Locate the word "clone" in the entries below, then gather every line that holds it.

___ SUPPLIED RECORDS ___

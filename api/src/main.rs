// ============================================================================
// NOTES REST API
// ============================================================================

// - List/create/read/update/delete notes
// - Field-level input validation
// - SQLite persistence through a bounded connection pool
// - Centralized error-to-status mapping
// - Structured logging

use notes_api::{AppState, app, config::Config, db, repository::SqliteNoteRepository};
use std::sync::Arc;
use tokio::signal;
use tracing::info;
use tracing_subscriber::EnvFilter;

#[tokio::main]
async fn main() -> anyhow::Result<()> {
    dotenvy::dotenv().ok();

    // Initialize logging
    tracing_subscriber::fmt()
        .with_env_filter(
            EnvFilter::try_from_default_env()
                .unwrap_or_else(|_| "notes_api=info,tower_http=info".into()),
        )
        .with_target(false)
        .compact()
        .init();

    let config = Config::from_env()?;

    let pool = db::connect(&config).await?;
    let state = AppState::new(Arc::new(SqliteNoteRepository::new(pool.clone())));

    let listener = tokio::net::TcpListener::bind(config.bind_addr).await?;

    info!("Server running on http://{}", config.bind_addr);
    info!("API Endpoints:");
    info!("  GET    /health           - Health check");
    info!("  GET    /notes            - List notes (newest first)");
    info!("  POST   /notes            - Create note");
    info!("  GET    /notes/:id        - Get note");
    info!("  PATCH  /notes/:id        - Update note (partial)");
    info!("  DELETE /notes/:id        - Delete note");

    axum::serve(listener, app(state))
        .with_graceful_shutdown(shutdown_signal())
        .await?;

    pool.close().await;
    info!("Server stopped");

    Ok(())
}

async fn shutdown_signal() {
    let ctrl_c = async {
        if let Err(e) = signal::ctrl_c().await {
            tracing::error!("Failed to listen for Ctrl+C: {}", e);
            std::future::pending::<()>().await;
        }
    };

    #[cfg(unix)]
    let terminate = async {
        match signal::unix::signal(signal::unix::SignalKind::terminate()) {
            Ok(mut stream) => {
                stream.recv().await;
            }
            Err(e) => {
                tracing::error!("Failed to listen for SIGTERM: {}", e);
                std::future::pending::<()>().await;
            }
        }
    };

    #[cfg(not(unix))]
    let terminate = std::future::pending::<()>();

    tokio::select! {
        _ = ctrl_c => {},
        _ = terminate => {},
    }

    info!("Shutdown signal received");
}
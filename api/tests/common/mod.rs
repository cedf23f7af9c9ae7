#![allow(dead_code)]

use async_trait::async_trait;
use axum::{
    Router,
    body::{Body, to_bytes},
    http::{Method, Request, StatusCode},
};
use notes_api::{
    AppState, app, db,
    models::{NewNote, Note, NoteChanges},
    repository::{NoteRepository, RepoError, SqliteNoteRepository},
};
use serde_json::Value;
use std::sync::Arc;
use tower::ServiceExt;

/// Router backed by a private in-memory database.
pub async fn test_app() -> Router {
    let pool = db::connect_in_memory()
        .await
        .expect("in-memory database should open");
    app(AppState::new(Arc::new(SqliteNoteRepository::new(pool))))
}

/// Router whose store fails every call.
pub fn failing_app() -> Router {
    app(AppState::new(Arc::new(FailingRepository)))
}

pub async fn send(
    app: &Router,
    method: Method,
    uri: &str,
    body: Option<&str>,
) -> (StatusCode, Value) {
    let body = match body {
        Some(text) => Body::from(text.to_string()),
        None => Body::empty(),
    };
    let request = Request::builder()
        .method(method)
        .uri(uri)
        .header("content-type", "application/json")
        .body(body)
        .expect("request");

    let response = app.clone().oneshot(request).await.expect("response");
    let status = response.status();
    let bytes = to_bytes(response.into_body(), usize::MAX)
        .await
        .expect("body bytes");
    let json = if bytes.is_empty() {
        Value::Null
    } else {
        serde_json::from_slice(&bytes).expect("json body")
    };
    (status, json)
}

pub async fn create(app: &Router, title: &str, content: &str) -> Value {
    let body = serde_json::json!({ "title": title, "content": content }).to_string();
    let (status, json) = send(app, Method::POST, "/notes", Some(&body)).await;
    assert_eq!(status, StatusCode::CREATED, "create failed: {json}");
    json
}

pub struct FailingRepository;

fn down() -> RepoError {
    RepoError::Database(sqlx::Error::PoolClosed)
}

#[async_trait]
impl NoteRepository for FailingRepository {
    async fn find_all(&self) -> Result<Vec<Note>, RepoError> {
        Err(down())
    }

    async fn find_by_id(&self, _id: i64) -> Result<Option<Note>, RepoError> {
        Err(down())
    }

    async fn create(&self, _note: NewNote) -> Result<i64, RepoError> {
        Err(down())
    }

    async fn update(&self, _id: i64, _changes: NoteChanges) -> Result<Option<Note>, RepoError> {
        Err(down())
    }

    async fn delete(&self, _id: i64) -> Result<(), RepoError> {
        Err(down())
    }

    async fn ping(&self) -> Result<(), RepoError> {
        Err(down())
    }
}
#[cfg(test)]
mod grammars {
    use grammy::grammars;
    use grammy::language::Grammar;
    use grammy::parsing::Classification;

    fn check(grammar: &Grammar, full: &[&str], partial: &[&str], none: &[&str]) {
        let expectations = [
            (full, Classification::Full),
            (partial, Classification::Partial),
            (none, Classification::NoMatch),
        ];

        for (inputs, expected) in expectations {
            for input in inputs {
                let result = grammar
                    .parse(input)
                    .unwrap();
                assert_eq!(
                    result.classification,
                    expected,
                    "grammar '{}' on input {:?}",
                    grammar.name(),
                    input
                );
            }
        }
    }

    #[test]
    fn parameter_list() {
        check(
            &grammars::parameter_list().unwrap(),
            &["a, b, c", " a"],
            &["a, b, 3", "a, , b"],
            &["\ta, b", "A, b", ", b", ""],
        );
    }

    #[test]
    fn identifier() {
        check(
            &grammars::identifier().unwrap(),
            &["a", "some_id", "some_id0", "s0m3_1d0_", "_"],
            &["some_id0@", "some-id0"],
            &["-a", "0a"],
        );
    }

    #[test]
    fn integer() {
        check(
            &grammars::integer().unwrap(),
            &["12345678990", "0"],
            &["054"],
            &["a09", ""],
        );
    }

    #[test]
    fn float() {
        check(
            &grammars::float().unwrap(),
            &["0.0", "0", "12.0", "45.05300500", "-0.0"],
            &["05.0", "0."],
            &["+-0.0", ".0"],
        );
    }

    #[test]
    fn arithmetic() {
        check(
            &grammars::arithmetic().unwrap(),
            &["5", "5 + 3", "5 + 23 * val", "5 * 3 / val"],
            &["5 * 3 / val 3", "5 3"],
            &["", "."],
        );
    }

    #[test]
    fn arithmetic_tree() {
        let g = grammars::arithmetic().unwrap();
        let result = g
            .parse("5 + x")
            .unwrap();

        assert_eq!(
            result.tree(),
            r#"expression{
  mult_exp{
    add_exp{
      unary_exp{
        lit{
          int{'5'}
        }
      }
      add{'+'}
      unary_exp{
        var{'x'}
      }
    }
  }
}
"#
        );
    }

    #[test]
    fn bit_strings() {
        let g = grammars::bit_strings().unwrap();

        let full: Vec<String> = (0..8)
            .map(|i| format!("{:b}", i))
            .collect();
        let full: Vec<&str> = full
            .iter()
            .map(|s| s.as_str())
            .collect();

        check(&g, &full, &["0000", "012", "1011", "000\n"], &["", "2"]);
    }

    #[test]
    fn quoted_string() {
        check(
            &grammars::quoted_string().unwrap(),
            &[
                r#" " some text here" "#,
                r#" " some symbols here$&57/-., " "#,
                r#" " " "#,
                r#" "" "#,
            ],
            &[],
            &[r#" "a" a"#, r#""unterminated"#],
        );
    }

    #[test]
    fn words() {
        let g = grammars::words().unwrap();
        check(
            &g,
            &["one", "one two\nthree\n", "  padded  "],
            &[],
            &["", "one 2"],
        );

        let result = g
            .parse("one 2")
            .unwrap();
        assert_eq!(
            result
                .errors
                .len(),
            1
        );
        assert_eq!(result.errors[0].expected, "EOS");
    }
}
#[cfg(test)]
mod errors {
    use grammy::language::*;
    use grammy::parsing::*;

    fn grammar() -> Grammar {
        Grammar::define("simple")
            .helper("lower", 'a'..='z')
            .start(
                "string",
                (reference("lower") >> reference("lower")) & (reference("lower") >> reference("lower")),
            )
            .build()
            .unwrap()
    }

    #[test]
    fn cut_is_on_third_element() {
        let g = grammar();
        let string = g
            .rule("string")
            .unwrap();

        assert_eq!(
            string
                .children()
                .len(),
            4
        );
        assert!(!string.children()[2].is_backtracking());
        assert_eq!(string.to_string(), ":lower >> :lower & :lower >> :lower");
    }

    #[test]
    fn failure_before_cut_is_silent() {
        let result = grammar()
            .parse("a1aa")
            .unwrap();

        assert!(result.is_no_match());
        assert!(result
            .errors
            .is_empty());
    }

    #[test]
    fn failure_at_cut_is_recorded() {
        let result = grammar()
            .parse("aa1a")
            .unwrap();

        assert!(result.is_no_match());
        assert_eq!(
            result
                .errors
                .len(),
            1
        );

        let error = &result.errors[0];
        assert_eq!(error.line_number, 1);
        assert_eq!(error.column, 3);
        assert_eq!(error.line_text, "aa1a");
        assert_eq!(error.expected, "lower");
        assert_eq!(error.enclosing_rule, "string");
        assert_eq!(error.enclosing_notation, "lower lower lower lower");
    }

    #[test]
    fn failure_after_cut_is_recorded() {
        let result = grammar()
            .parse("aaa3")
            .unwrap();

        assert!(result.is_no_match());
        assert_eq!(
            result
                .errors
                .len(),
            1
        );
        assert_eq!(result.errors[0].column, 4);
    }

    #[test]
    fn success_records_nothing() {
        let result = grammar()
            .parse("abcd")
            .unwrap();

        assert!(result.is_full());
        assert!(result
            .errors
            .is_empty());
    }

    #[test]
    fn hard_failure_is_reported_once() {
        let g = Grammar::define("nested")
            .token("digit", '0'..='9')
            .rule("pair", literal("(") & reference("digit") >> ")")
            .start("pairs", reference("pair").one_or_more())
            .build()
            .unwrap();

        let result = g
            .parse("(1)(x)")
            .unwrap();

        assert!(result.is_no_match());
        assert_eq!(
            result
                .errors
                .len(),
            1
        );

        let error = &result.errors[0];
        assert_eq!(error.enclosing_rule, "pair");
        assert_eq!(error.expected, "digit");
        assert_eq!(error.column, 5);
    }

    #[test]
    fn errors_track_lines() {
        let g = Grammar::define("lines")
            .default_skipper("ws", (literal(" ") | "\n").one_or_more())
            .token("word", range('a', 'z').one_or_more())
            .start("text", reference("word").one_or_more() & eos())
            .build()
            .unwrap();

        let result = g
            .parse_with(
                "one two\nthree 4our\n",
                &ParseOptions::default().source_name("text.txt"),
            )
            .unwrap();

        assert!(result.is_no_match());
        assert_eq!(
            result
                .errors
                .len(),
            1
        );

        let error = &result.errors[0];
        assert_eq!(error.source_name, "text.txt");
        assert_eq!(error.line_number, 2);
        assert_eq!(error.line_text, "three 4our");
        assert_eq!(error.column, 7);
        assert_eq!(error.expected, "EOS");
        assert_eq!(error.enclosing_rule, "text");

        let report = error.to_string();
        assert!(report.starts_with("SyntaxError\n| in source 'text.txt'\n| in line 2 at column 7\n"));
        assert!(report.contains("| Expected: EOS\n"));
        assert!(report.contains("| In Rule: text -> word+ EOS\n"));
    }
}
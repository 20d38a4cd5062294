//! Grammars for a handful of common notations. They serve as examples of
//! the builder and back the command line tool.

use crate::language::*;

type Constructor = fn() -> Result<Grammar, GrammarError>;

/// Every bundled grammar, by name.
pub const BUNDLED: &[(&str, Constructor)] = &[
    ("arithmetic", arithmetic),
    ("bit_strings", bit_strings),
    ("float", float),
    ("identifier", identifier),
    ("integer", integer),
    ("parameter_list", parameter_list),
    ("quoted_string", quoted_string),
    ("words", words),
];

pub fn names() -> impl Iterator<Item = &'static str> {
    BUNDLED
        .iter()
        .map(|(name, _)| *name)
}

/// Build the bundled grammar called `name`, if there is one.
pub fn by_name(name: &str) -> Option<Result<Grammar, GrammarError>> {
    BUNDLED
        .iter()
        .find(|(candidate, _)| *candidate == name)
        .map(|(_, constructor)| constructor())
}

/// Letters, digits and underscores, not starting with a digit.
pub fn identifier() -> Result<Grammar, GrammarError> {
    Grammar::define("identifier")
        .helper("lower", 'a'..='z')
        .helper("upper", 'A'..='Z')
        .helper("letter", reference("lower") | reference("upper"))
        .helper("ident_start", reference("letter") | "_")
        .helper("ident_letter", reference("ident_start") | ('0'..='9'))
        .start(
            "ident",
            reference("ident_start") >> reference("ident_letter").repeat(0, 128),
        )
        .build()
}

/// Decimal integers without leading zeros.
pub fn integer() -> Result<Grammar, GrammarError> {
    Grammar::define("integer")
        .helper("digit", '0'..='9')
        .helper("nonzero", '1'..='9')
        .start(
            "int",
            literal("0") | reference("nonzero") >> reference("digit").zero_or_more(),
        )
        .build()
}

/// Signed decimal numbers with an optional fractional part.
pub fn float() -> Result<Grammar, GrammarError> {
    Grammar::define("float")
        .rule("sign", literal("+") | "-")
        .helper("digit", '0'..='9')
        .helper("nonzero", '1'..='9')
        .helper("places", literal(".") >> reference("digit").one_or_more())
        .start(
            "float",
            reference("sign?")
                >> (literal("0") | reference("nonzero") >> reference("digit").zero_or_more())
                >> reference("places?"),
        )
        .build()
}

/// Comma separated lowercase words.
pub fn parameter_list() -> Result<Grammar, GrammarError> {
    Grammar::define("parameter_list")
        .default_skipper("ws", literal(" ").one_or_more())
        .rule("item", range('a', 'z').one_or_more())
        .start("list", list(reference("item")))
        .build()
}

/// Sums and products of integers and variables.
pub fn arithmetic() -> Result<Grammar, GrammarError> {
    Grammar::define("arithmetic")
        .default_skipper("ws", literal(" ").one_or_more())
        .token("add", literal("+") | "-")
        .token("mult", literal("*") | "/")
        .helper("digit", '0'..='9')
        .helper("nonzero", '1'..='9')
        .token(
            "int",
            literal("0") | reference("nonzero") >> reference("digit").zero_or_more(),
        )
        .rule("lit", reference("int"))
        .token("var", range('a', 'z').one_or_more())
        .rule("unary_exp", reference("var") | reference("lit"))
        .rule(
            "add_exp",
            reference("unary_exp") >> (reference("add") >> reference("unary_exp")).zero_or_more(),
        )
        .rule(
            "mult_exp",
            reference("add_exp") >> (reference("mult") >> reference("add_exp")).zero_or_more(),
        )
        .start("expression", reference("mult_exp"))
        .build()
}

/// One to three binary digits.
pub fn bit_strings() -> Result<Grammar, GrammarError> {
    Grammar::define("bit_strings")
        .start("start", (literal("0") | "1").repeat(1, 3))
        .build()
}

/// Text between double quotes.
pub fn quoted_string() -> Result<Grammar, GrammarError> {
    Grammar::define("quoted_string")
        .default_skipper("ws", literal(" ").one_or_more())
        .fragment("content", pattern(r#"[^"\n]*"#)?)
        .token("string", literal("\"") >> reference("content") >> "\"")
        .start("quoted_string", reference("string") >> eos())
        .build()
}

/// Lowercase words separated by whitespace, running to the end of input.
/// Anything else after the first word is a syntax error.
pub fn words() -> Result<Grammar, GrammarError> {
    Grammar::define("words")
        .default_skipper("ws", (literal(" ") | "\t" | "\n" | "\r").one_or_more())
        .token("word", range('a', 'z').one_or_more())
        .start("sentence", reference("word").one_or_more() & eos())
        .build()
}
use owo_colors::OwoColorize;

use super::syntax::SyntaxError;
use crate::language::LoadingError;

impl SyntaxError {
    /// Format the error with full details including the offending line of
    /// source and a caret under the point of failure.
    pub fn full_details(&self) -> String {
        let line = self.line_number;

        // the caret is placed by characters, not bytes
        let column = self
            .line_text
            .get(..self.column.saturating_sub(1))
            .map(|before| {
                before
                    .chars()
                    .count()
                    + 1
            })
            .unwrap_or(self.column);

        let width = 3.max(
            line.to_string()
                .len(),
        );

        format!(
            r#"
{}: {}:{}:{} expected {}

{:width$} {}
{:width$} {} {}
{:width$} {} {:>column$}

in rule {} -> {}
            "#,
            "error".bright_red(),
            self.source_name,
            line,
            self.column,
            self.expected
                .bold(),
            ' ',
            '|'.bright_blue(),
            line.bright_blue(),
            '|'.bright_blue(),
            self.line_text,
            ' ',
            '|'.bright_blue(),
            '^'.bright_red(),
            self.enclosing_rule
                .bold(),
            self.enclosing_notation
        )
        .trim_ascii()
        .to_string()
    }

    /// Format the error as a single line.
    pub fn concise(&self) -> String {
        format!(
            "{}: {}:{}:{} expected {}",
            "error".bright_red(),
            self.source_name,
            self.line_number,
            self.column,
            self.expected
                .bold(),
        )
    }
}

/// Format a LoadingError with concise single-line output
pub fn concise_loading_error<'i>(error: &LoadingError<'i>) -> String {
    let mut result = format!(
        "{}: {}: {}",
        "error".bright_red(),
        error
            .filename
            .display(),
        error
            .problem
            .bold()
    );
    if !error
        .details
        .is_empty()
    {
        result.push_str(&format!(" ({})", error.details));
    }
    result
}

___

- **SOLUTION TO THIS PROBLEM**
    let state = AppState::new(Arc::new(SqliteNoteRepository::new(pool.clone())));
    let response = app.clone().oneshot(request).await.expect("response");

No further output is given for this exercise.